Nenhum sistema que opera em rede está livre de vulnerabilidades. Para que se chegue a um grau de 100% de segurança de um sistema, é necessário isolá-lo do mundo por completo. Entretanto, há medidas para torná-lo mais seguro e resistente a ataques.
Existem alguns aspectos que fazem com que o GNU/Linux não seja seguro por natureza (por si só, sem a intervenção do administrador). São eles:

  • Assim como nas versões anteriores do UNIX, o GNU/Linux é otimizado para conveniência, não para segurança. Os sistemas geralmente são manipulados de maneira a oferecer facilidades ao administrador, em detrimento da segurança. Todo administrador de sistemas deve ter em mente que: Segurança = 1/ (1.000.000 x Conveniência).
  • A segurança é quase que binária: ou você é um usuário sem poderes no sistema ou você é o root! E lembre-se que como root, você pode tudo. TUDO MESMO! Inclusive destruir todo seu sistema ou comprometer sua segurança por completo. Algumas características do sistema, tais como execução com “setuid” tendem a dar poderes de root para usuários quaisquer, de forma que qualquer deslize na utilização de tais facilidades pode comprometer o sistema por completo.
  • O GNU/Linux é desenvolvido por uma grande comunidade de programadores, dos mais variáveis níveis de conhecimento, experiência e grau de atenção. Devido a essa grande variedade de desenvolvedores, até mesmo os mais bem-intencionados estão sujeitos a introduzir falhas de segurança no sistema. Por outro lado, o código é aberto e está disponível para todos, de modo que é muito mais fácil se descobrirem falhas de segurança do que em sistemas fechados. Esse é um dos grandes trunfos do GNU/Linux que o tornam geralmente mais seguros do que sistemas fechados.

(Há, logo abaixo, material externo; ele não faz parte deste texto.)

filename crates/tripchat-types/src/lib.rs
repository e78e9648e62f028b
//! Wire types shared by the tripchat relay client and proxy server.

use std::fmt;
use std::str::FromStr;

use serde::{Deserialize, Serialize};
use thiserror::Error;

// ============================================================================
// Provider
// ============================================================================

/// Upstream LLM provider selectable per request.
#[derive(Debug, Clone, Copy, Default, PartialEq, Eq, Hash, Serialize, Deserialize)]
#[serde(rename_all = "lowercase")]
pub enum Provider {
    #[default]
    Gemini,
    OpenRouter,
}

impl Provider {
    /// All known providers, in display order.
    pub const ALL: [Provider; 2] = [Provider::Gemini, Provider::OpenRouter];

    /// Identifier used on the wire and in config files.
    pub fn as_str(&self) -> &'static str {
        match self {
            Provider::Gemini => "gemini",
            Provider::OpenRouter => "openrouter",
        }
    }

    /// Human-readable name used in error messages and status lines.
    pub fn label(&self) -> &'static str {
        match self {
            Provider::Gemini => "Gemini",
            Provider::OpenRouter => "OpenRouter",
        }
    }

    /// Environment variable holding this provider's API key.
    pub fn api_key_env(&self) -> &'static str {
        match self {
            Provider::Gemini => "GEMINI_API_KEY",
            Provider::OpenRouter => "OPENROUTER_API_KEY",
        }
    }
}

impl fmt::Display for Provider {
    fn fmt(&self, f: &mut fmt::Formatter<'_>) -> fmt::Result {
        f.write_str(self.as_str())
    }
}

/// Returned when a provider identifier is not recognised.
#[derive(Debug, Clone, PartialEq, Eq, Error)]
#[error("unknown provider: {0}")]
pub struct UnknownProvider(pub String);

impl FromStr for Provider {
    type Err = UnknownProvider;

    fn from_str(s: &str) -> Result<Self, Self::Err> {
        match s {
            "gemini" => Ok(Provider::Gemini),
            "openrouter" => Ok(Provider::OpenRouter),
            other => Err(UnknownProvider(other.to_string())),
        }
    }
}

// ============================================================================
// Request / Response
// ============================================================================

/// Body of `POST /api/chat`.
#[derive(Debug, Clone, PartialEq, Serialize, Deserialize)]
pub struct RelayRequest {
    pub message: String,
    #[serde(default)]
    pub provider: Provider,
    #[serde(default, skip_serializing_if = "Option::is_none")]
    pub model: Option<String>,
}

/// Body returned by `POST /api/chat`: either a reply or an error message.
#[derive(Debug, Clone, PartialEq, Serialize, Deserialize)]
#[serde(untagged)]
pub enum RelayResponse {
    Reply { response: String },
    Error { error: String },
}

impl RelayResponse {
    pub fn reply(text: impl Into<String>) -> Self {
        RelayResponse::Reply {
            response: text.into(),
        }
    }

    pub fn error(message: impl Into<String>) -> Self {
        RelayResponse::Error {
            error: message.into(),
        }
    }
}

// ============================================================================
// Tests
// ============================================================================
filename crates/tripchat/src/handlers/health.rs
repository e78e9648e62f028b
use axum::http::StatusCode;

pub async fn livez() -> (StatusCode, &'static str) {
    (StatusCode::OK, "ok")
}

pub async fn readyz() -> (StatusCode, &'static str) {
    (StatusCode::OK, "ok")
}
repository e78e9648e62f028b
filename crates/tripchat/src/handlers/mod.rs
//! HTTP request handlers.

mod chat;
mod health;
mod version;

pub use chat::{chat, method_not_allowed};
pub use health::{livez, readyz};
pub use version::version;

No decorrer do artigo faremos uma introdução sobre os principais conceitos relacionados à segurança em sistemas GNU/Linux, apresentando soluções para torná-los cada vez menos vulneráveis. Já que é impossível termos um sistema 100% seguro, então vamos tentar aumentar o máximo esse nível de segurança. Nas seções seguintes abordaremos algumas das principais questões de segurança a serem consideradas no GNU/Linux, apresentando conceitualmente alguns aspectos aos quais devemos estar sempre atentos de forma a proteger nosso sistema.

Filtragem de pacotes

Se nosso sistema GNU/Linux está conectado a uma rede ou mesmo à Internet, é necessário que haja algum tipo de filtragem de pacotes. Por “filtragem de pacotes”, entende-se o bloqueio ou liberação da passagem de pacotes de dados de forma seletiva, conforme eles atravessam determinada interface de rede.Os critérios usado pelos filtros de pacotes são baseados na verificação dos cabeçalhos da Camada de Internet e da Camada de Transporte da pilha TCP/IP. Os critérios mais usados são endereço de origem e destino, porta de origem e destino e protocolo.

Filtragem por endereços de origem e destino

Qualquer pacote TCP/IP possui um endereço IP de origem e outro de destino associados. Ao longo do caminho percorrido pelos pacotes na rede, tais endereços permanecem intactos. A filtragem por endereços pode ser feita tanto pela origem quanto pelo destino (ou ambos), tendo como base o endereço de um host específico ou mesmo o endereço de uma rede inteira. A seguir, alguns exemplos de utilização desse tipo de filtragem:

  • Controlar o acesso para algumas máquinas (endereços de origem e destino);
  • Bloquear ou liberar determinados serviços somente para algumas máquinas ou redes (endereço de destino);
  • Bloquear ou liberar o tráfego de pacotes provindos de determinada origem (endereço de origem);
  • Evitar tentativas de “IP spoofing” (endereço de origem);
  • Dificultar tentativas de ataque do tipo “Denial of Service”, filtrando endereços inválidos (endereço de origem).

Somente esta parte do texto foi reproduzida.